Professor Waddell says, 'Once there, the patient will probably be told that an operation is not necessary.' The patient may then be told that physiotherapy could be arranged instead. 'The therapist will probably say: 'It's still a bit sore. I don't want to exercise it. I'll put some heat on your back instead.' By that stage, it is six months or a year since the injury and it's far too late.'

What is needed, he argues, is a system for treating patients early, offering outpatient rehabilitation, giving people advice and exercises two to six weeks after an initial attack. Such provision would be expensive, but only in the short term. 'Back pain costs the United Kingdom something like pounds 3bn a year. That's a hell of a lot of money. If we could halve that, we would be saving pounds l 1/2bn.'

Would such programmes really make that kind of difference? Helen Frost, a physiotherapist at Nuffield Orthopaedic Centre, Oxford, has spent the last two years trying to find out. Funded by the Back Pain Association, she is looking at whether active rehabilitation really is the answer.

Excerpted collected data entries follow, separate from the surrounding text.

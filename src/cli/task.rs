//! tasklog task commands: add, list, show, edit, delete, stats, export.

use std::path::PathBuf;

use serde::Serialize;

use super::Context;
use crate::error::{Error, Result};
use crate::filter::{DateRange, TaskFilter};
use crate::output::{emit_success, HumanOutput};
use crate::prefs::{Preferences, View};
use crate::session;
use crate::stats::Stats;
use crate::store::DocumentStore;
use crate::task::{parse_date, Priority, Status, Task, TaskEdit, TaskInput, TaskLog, DATE_FORMAT};

/// Options for `tasklog add`
pub struct AddOptions {
    pub title: String,
    pub category: Option<String>,
    pub priority: Option<String>,
    pub time: f64,
    pub description: String,
    pub status: Option<String>,
    pub date: Option<String>,
}

/// Options for `tasklog list`
pub struct ListOptions {
    pub category: Option<String>,
    pub status: Option<String>,
    pub date: Option<String>,
    pub search: Option<String>,
    pub view: Option<String>,
}

/// Options for `tasklog edit`
pub struct EditOptions {
    pub id: String,
    pub title: Option<String>,
    pub category: Option<String>,
    pub priority: Option<String>,
    pub time: Option<f64>,
    pub description: Option<String>,
    pub status: Option<String>,
}

#[derive(Serialize)]
struct TaskReport<'a> {
    task: &'a Task,
}

#[derive(Serialize)]
struct ListReport<'a> {
    view: View,
    filter: &'a TaskFilter,
    count: usize,
    total: usize,
    tasks: &'a [Task],
}

#[derive(Serialize)]
struct DeleteReport<'a> {
    id: &'a str,
    deleted: bool,
}

#[derive(Serialize)]
struct ExportReport {
    path: PathBuf,
    count: usize,
}

fn task_log<'a>(ctx: &'a Context, store: &'a dyn DocumentStore) -> TaskLog<'a, dyn DocumentStore + 'a> {
    let user = session::load(&ctx.home).map(|session| session.user);
    TaskLog::new(store, &ctx.config.tasks, user, ctx.today)
}

fn hours(value: f64) -> String {
    format!("{value}h")
}

fn list_line(task: &Task) -> String {
    format!(
        "{}  {}  [{}] {} ({}, {}, {})",
        task.id,
        task.date.format(DATE_FORMAT),
        task.status,
        task.title,
        task.category,
        task.priority,
        hours(task.time_spent)
    )
}

fn card(task: &Task) -> String {
    let mut lines = vec![
        task.title.clone(),
        format!("  {} | {} | {}", task.category, task.priority, task.status.label()),
    ];
    if !task.description.is_empty() {
        lines.push(format!("  {}", task.description));
    }
    lines.push(format!(
        "  {} on {}  (id: {})",
        hours(task.time_spent),
        task.date.format("%b %-d, %Y"),
        task.id
    ));
    lines.join("\n")
}

fn push_task_summary(human: &mut HumanOutput, task: &Task) {
    human.push_summary("id", task.id.clone());
    human.push_summary("date", task.date.format(DATE_FORMAT).to_string());
    human.push_summary("category", task.category.clone());
    human.push_summary("priority", task.priority.to_string());
    human.push_summary("status", task.status.to_string());
    human.push_summary("time spent", hours(task.time_spent));
    if !task.description.is_empty() {
        human.push_summary("description", task.description.clone());
    }
}

pub fn run_add(ctx: &Context, options: AddOptions) -> Result<()> {
    let input = TaskInput {
        title: options.title,
        category: options.category,
        priority: options.priority.as_deref().map(str::parse::<Priority>).transpose()?,
        time_spent: options.time,
        description: options.description,
        status: options.status.as_deref().map(str::parse::<Status>).transpose()?,
        date: options.date.as_deref().map(parse_date).transpose()?,
    };

    let store = ctx.open_store()?;
    let log = task_log(ctx, store.as_ref());
    let task = log.add(input)?;

    let mut human = HumanOutput::new(format!("Task added: {}", task.title));
    push_task_summary(&mut human, &task);
    if store.is_mock() {
        human.push_warning("mock backend: this task is not persisted");
    }
    human.push_next_step("tasklog list");

    emit_success(ctx.output, "add", &TaskReport { task: &task }, Some(&human))
}

pub fn run_list(ctx: &Context, options: ListOptions) -> Result<()> {
    let filter = TaskFilter {
        category: options.category,
        status: options.status.as_deref().map(str::parse::<Status>).transpose()?,
        date: options.date.as_deref().map(str::parse::<DateRange>).transpose()?,
        search: options.search.filter(|term| !term.trim().is_empty()),
    };
    let view = match options.view.as_deref() {
        Some(raw) => raw.parse::<View>()?,
        None => Preferences::load(&ctx.home)?.view,
    };

    let store = ctx.open_store()?;
    let log = task_log(ctx, store.as_ref());
    let tasks = log.load()?;
    let shown = filter.apply(&tasks, ctx.today);

    let mut human = if shown.is_empty() {
        let mut human = HumanOutput::new("No tasks found");
        if tasks.is_empty() {
            human.push_next_step("tasklog add \"<title>\" --time <hours>");
        }
        human
    } else {
        HumanOutput::new(format!("Tasks ({} of {})", shown.len(), tasks.len()))
    };
    for task in &shown {
        match view {
            View::List => human.push_detail(list_line(task)),
            View::Card => human.push_detail(card(task)),
        }
    }

    emit_success(
        ctx.output,
        "list",
        &ListReport {
            view,
            filter: &filter,
            count: shown.len(),
            total: tasks.len(),
            tasks: &shown,
        },
        Some(&human),
    )
}

pub fn run_show(ctx: &Context, id: &str) -> Result<()> {
    let store = ctx.open_store()?;
    let log = task_log(ctx, store.as_ref());
    let task = log.get(id)?;

    let mut human = HumanOutput::new(task.title.clone());
    push_task_summary(&mut human, &task);
    human.push_next_step(format!("tasklog edit {}", task.id));

    emit_success(ctx.output, "show", &TaskReport { task: &task }, Some(&human))
}

pub fn run_edit(ctx: &Context, options: EditOptions) -> Result<()> {
    let store = ctx.open_store()?;
    let log = task_log(ctx, store.as_ref());
    let current = log.get(&options.id)?;

    let mut edit = TaskEdit::from(&current);
    if let Some(title) = options.title {
        edit.title = title;
    }
    if let Some(category) = options.category {
        edit.category = category;
    }
    if let Some(description) = options.description {
        edit.description = description;
    }
    if let Some(priority) = options.priority {
        edit.priority = priority.parse::<Priority>()?;
    }
    if let Some(time) = options.time {
        edit.time_spent = time;
    }
    if let Some(status) = options.status {
        edit.status = status.parse::<Status>()?;
    }

    let task = log.edit(&options.id, edit)?;

    let mut human = HumanOutput::new(format!("Task updated: {}", task.title));
    push_task_summary(&mut human, &task);
    if store.is_mock() {
        human.push_warning("mock backend: this change is not persisted");
    }
    emit_success(ctx.output, "edit", &TaskReport { task: &task }, Some(&human))
}

pub fn run_delete(ctx: &Context, id: &str, yes: bool) -> Result<()> {
    if !yes {
        return Err(Error::InvalidArgument(format!(
            "refusing to delete task {id} without --yes"
        )));
    }

    let store = ctx.open_store()?;
    let log = task_log(ctx, store.as_ref());
    log.delete(id)?;

    let mut human = HumanOutput::new(format!("Task deleted: {id}"));
    if store.is_mock() {
        human.push_warning("mock backend: this change is not persisted");
    }
    emit_success(ctx.output, "delete", &DeleteReport { id, deleted: true }, Some(&human))
}

pub fn run_stats(ctx: &Context) -> Result<()> {
    let store = ctx.open_store()?;
    let log = task_log(ctx, store.as_ref());
    let tasks = log.load()?;
    let stats = Stats::compute(&tasks, ctx.today);

    let mut human = HumanOutput::new("Task statistics");
    human.push_summary("total tasks", stats.total.to_string());
    human.push_summary("completed", stats.completed.to_string());
    human.push_summary("time spent", stats.time_spent_label());
    human.push_summary("streak", format!("{} day(s)", stats.streak));
    for (category, count) in &stats.by_category {
        human.push_detail(format!("{category}: {count}"));
    }

    emit_success(ctx.output, "stats", &stats, Some(&human))
}

pub fn run_export(ctx: &Context, output: Option<PathBuf>) -> Result<()> {
    let store = ctx.open_store()?;
    let log = task_log(ctx, store.as_ref());
    let tasks = log.load()?;
    let path = log.export(&tasks, output.as_deref())?;

    let mut human = HumanOutput::new("Tasks exported successfully!");
    human.push_summary("path", path.display().to_string());
    human.push_summary("tasks", tasks.len().to_string());

    emit_success(
        ctx.output,
        "export",
        &ExportReport {
            path,
            count: tasks.len(),
        },
        Some(&human),
    )
}
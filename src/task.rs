//! Daily task records.
//!
//! Tasks belong to one user and live in the `data/{uid}/tasks` collection.
//! Documents use camelCase field names (`timeSpent`, `createdAt`, ...).

use std::fmt;
use std::path::{Path, PathBuf};
use std::str::FromStr;

use chrono::{DateTime, NaiveDate, SecondsFormat, SubsecRound, Utc};
use serde::{Deserialize, Serialize};

use crate::auth::User;
use crate::config::TasksConfig;
use crate::error::{Error, Result};
use crate::lock::write_atomic;
use crate::store::{collection, order_by, to_fields, CollectionRef, Direction, DocumentStore};

pub const DATE_FORMAT: &str = "%Y-%m-%d";

/// Fixed-width RFC 3339 timestamp so stored values also sort as strings.
pub fn format_timestamp(at: DateTime<Utc>) -> String {
    at.to_rfc3339_opts(SecondsFormat::Millis, true)
}

pub fn parse_date(raw: &str) -> Result<NaiveDate> {
    NaiveDate::parse_from_str(raw.trim(), DATE_FORMAT).map_err(|_| {
        Error::InvalidArgument(format!("invalid date '{raw}': expected YYYY-MM-DD"))
    })
}

mod timestamp {
    use chrono::{DateTime, Utc};
    use serde::{Deserialize, Deserializer, Serializer};

    pub fn serialize<S: Serializer>(at: &DateTime<Utc>, serializer: S) -> Result<S::Ok, S::Error> {
        serializer.serialize_str(&super::format_timestamp(*at))
    }

    pub fn deserialize<'de, D: Deserializer<'de>>(deserializer: D) -> Result<DateTime<Utc>, D::Error> {
        DateTime::<Utc>::deserialize(deserializer)
    }
}

#[derive(Debug, Clone, Copy, Default, PartialEq, Eq, Hash, PartialOrd, Ord, Serialize, Deserialize)]
#[serde(rename_all = "lowercase")]
pub enum Priority {
    Low,
    #[default]
    Medium,
    High,
}

impl Priority {
    pub fn as_str(&self) -> &'static str {
        match self {
            Priority::Low => "low",
            Priority::Medium => "medium",
            Priority::High => "high",
        }
    }
}

impl fmt::Display for Priority {
    fn fmt(&self, f: &mut fmt::Formatter<'_>) -> fmt::Result {
        f.write_str(self.as_str())
    }
}

impl FromStr for Priority {
    type Err = Error;

    fn from_str(s: &str) -> Result<Self> {
        match s.trim().to_ascii_lowercase().as_str() {
            "low" => Ok(Priority::Low),
            "medium" => Ok(Priority::Medium),
            "high" => Ok(Priority::High),
            other => Err(Error::InvalidArgument(format!(
                "invalid priority '{other}': must be low, medium or high"
            ))),
        }
    }
}

#[derive(Debug, Clone, Copy, Default, PartialEq, Eq, Hash, Serialize, Deserialize)]
#[serde(rename_all = "kebab-case")]
pub enum Status {
    #[default]
    Pending,
    InProgress,
    Completed,
}

impl Status {
    pub const ALL: [Status; 3] = [Status::Pending, Status::InProgress, Status::Completed];

    pub fn as_str(&self) -> &'static str {
        match self {
            Status::Pending => "pending",
            Status::InProgress => "in-progress",
            Status::Completed => "completed",
        }
    }

    /// Human label: `in progress` rather than `in-progress`.
    pub fn label(&self) -> String {
        self.as_str().replace('-', " ")
    }
}

impl fmt::Display for Status {
    fn fmt(&self, f: &mut fmt::Formatter<'_>) -> fmt::Result {
        f.write_str(self.as_str())
    }
}

impl FromStr for Status {
    type Err = Error;

    fn from_str(s: &str) -> Result<Self> {
        let normalized: String = s
            .trim()
            .to_ascii_lowercase()
            .chars()
            .map(|c| if c == '_' || c == ' ' { '-' } else { c })
            .collect();
        match normalized.as_str() {
            "pending" => Ok(Status::Pending),
            "in-progress" | "inprogress" => Ok(Status::InProgress),
            "completed" | "done" => Ok(Status::Completed),
            _ => Err(Error::InvalidArgument(format!(
                "invalid status '{}': must be pending, in-progress or completed",
                s.trim()
            ))),
        }
    }
}

#[derive(Debug, Clone, PartialEq, Serialize, Deserialize)]
#[serde(rename_all = "camelCase")]
pub struct Task {
    #[serde(default)]
    pub id: String,
    pub title: String,
    pub category: String,
    #[serde(default)]
    pub priority: Priority,
    /// Hours.
    #[serde(default)]
    pub time_spent: f64,
    #[serde(default)]
    pub description: String,
    #[serde(default)]
    pub status: Status,
    pub date: NaiveDate,
    #[serde(with = "timestamp")]
    pub created_at: DateTime<Utc>,
    #[serde(with = "timestamp")]
    pub updated_at: DateTime<Utc>,
    pub user_id: String,
}

/// Values for a new task. Unset options take the configured defaults.
#[derive(Debug, Clone, Default)]
pub struct TaskInput {
    pub title: String,
    pub category: Option<String>,
    pub priority: Option<Priority>,
    pub time_spent: f64,
    pub description: String,
    pub status: Option<Status>,
    pub date: Option<NaiveDate>,
}

/// Full replacement of the editable fields. The date is not editable.
#[derive(Debug, Clone, PartialEq)]
pub struct TaskEdit {
    pub title: String,
    pub category: String,
    pub description: String,
    pub priority: Priority,
    pub time_spent: f64,
    pub status: Status,
}

impl From<&Task> for TaskEdit {
    fn from(task: &Task) -> Self {
        Self {
            title: task.title.clone(),
            category: task.category.clone(),
            description: task.description.clone(),
            priority: task.priority,
            time_spent: task.time_spent,
            status: task.status,
        }
    }
}

#[derive(Serialize)]
#[serde(rename_all = "camelCase")]
struct EditFields<'a> {
    title: &'a str,
    category: &'a str,
    description: &'a str,
    priority: Priority,
    time_spent: f64,
    status: Status,
    #[serde(with = "timestamp")]
    updated_at: DateTime<Utc>,
}

fn validate_fields(config: &TasksConfig, title: &str, category: &str, time_spent: f64) -> Result<(String, String)> {
    let title = title.trim();
    if title.is_empty() {
        return Err(Error::InvalidTask("title cannot be empty".to_string()));
    }
    let category = config.category(category).ok_or_else(|| {
        Error::InvalidTask(format!(
            "unknown category '{}' (expected one of: {})",
            category.trim(),
            config.categories.join(", ")
        ))
    })?;
    if !time_spent.is_finite() || time_spent < 0.0 {
        return Err(Error::InvalidTask(format!(
            "time spent must be a non-negative number of hours, got {time_spent}"
        )));
    }
    Ok((title.to_string(), category))
}

/// Collection holding `uid`'s tasks.
pub fn tasks_collection(uid: &str) -> CollectionRef {
    collection(&format!("data/{uid}/tasks"))
}

/// Default export file name for `today`.
pub fn export_file_name(today: NaiveDate) -> String {
    format!("daily-tasks-{}.json", today.format(DATE_FORMAT))
}

/// Task operations for the signed-in user.
pub struct TaskLog<'a, S: DocumentStore + ?Sized> {
    store: &'a S,
    config: &'a TasksConfig,
    user: Option<User>,
    today: NaiveDate,
}

impl<'a, S: DocumentStore + ?Sized> TaskLog<'a, S> {
    pub fn new(store: &'a S, config: &'a TasksConfig, user: Option<User>, today: NaiveDate) -> Self {
        Self {
            store,
            config,
            user,
            today,
        }
    }

    pub fn today(&self) -> NaiveDate {
        self.today
    }

    fn require_user(&self, action: &str) -> Result<&User> {
        self.user
            .as_ref()
            .ok_or_else(|| Error::NotSignedIn(action.to_string()))
    }

    pub fn add(&self, input: TaskInput) -> Result<Task> {
        let user = self.require_user("add tasks")?;
        let category = input
            .category
            .unwrap_or_else(|| self.config.default_category.clone());
        let (title, category) = validate_fields(self.config, &input.title, &category, input.time_spent)?;

        let now = Utc::now().trunc_subsecs(3);
        let mut task = Task {
            id: String::new(),
            title,
            category,
            priority: match input.priority {
                Some(priority) => priority,
                None => self.config.default_priority.parse()?,
            },
            time_spent: input.time_spent,
            description: input.description.trim().to_string(),
            status: match input.status {
                Some(status) => status,
                None => self.config.default_status.parse()?,
            },
            date: input.date.unwrap_or(self.today),
            created_at: now,
            updated_at: now,
            user_id: user.uid.clone(),
        };

        let mut fields = to_fields(&task)?;
        fields.remove("id");
        let created = self.store.add_doc(&tasks_collection(&user.uid), fields)?;
        task.id = created.id;
        tracing::info!(uid = %user.uid, task_id = %task.id, "task added");
        Ok(task)
    }

    /// All tasks of the user, newest first.
    pub fn load(&self) -> Result<Vec<Task>> {
        let user = self.require_user("view tasks")?;
        let snapshot = self.store.get_docs(
            &tasks_collection(&user.uid)
                .query()
                .with(order_by("createdAt", Direction::Desc))
                .with(order_by("id", Direction::Desc)),
        )?;

        let mut tasks = Vec::with_capacity(snapshot.len());
        for doc in snapshot.iter() {
            match doc.decode::<Task>() {
                Ok(task) => tasks.push(task),
                Err(err) => tracing::warn!(task_id = %doc.id, error = %err, "skipping malformed task"),
            }
        }
        tracing::debug!(uid = %user.uid, count = tasks.len(), "tasks loaded");
        Ok(tasks)
    }

    pub fn get(&self, id: &str) -> Result<Task> {
        let user = self.require_user("view tasks")?;
        let doc = self
            .store
            .get_doc(&tasks_collection(&user.uid).doc(id))?
            .ok_or_else(|| Error::TaskNotFound(id.to_string()))?;
        doc.decode()
    }

    /// Replace the editable fields of task `id`.
    pub fn edit(&self, id: &str, edit: TaskEdit) -> Result<Task> {
        let user = self.require_user("edit tasks")?;
        let (title, category) = validate_fields(self.config, &edit.title, &edit.category, edit.time_spent)?;

        let fields = to_fields(&EditFields {
            title: &title,
            category: &category,
            description: edit.description.trim(),
            priority: edit.priority,
            time_spent: edit.time_spent,
            status: edit.status,
            updated_at: Utc::now().trunc_subsecs(3),
        })?;
        let target = tasks_collection(&user.uid).doc(id);
        if !self.store.update_doc(&target, fields)? {
            return Err(Error::TaskNotFound(id.to_string()));
        }
        tracing::info!(uid = %user.uid, task_id = id, "task updated");
        self.get(id)
    }

    pub fn delete(&self, id: &str) -> Result<()> {
        let user = self.require_user("delete tasks")?;
        if !self.store.delete_doc(&tasks_collection(&user.uid).doc(id))? {
            return Err(Error::TaskNotFound(id.to_string()));
        }
        tracing::info!(uid = %user.uid, task_id = id, "task deleted");
        Ok(())
    }

    /// Write `tasks` as pretty JSON. Without `path`, uses the dated default
    /// name in the current directory.
    pub fn export(&self, tasks: &[Task], path: Option<&Path>) -> Result<PathBuf> {
        self.require_user("export tasks")?;
        let path = path
            .map(Path::to_path_buf)
            .unwrap_or_else(|| PathBuf::from(export_file_name(self.today)));
        let mut bytes = serde_json::to_vec_pretty(tasks)?;
        bytes.push(b'\n');
        write_atomic(&path, &bytes)?;
        tracing::info!(path = %path.display(), count = tasks.len(), "tasks exported");
        Ok(path)
    }
}
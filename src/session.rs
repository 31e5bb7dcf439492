//! Signed-in user persistence.
//!
//! The current user is kept in `<home>/session.json` so that separate
//! `tasklog` invocations share one login. An unreadable session file counts
//! as signed out.

use std::path::{Path, PathBuf};

use chrono::{DateTime, Utc};
use serde::{Deserialize, Serialize};

use crate::auth::User;
use crate::error::Result;
use crate::lock::write_atomic;

const SESSION_FILENAME: &str = "session.json";

#[derive(Debug, Clone, PartialEq, Serialize, Deserialize)]
#[serde(rename_all = "camelCase")]
pub struct Session {
    pub user: User,
    pub signed_in_at: DateTime<Utc>,
}

pub fn session_path(home: &Path) -> PathBuf {
    home.join(SESSION_FILENAME)
}

/// Load the persisted user, if any.
pub fn load(home: &Path) -> Option<Session> {
    let path = session_path(home);
    let raw = match std::fs::read_to_string(&path) {
        Ok(raw) => raw,
        Err(err) => {
            if err.kind() != std::io::ErrorKind::NotFound {
                tracing::warn!(path = %path.display(), error = %err, "session file unreadable");
            }
            return None;
        }
    };

    match serde_json::from_str(&raw) {
        Ok(session) => Some(session),
        Err(err) => {
            tracing::warn!(path = %path.display(), error = %err, "ignoring corrupt session file");
            None
        }
    }
}

pub fn save(home: &Path, user: &User) -> Result<Session> {
    let session = Session {
        user: user.clone(),
        signed_in_at: Utc::now(),
    };
    let mut bytes = serde_json::to_vec_pretty(&session)?;
    bytes.push(b'\n');
    write_atomic(session_path(home), &bytes)?;
    Ok(session)
}

/// Remove the session. Returns whether one existed.
pub fn clear(home: &Path) -> Result<bool> {
    match std::fs::remove_file(session_path(home)) {
        Ok(()) => Ok(true),
        Err(err) if err.kind() == std::io::ErrorKind::NotFound => Ok(false),
        Err(err) => Err(err.into()),
    }
}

Her patients are all referred with a minimum of six months' pain. 'They've given up sport; they've given up the things they enjoy; they may have lost their job; they may be depressed or anxious; and they're afraid of moving.'

All receive an initial three hours' education in ergonomics, seating and lifting; then members of the control group are just given gentle exercises to do at home, while those in the trial group do a one-hour supervised exercise session, twice a week for four weeks. 'Warm up, stretching, a circuit of 15 exercises, and then cool down. Nothing special,' she says.

Eight hours of exercise does not seem much, yet she feels that is enough to get people moving again. 'One of the big issues is that people are afraid of exercise, because everybody tells them to rest. 'But just advising them to exercise is not enough. You need to get them doing something fairly strenuous, so that they can see they can actually move without causing more problems. But you do need supervision.'

Ms Frost is reluctant to draw many conclusions until her results are collated in April. None the less, from having studied the similar research to date, she is adamant about the need to change attitudes. 'Long-term rest is just no good for people. You've got to break into that cycle.'

Professor Gordon Waddell, Biopsychosocial Analysis Of Low Back Pain 'Bailliere's Clinical Rheumatology', Vol 6, No 3.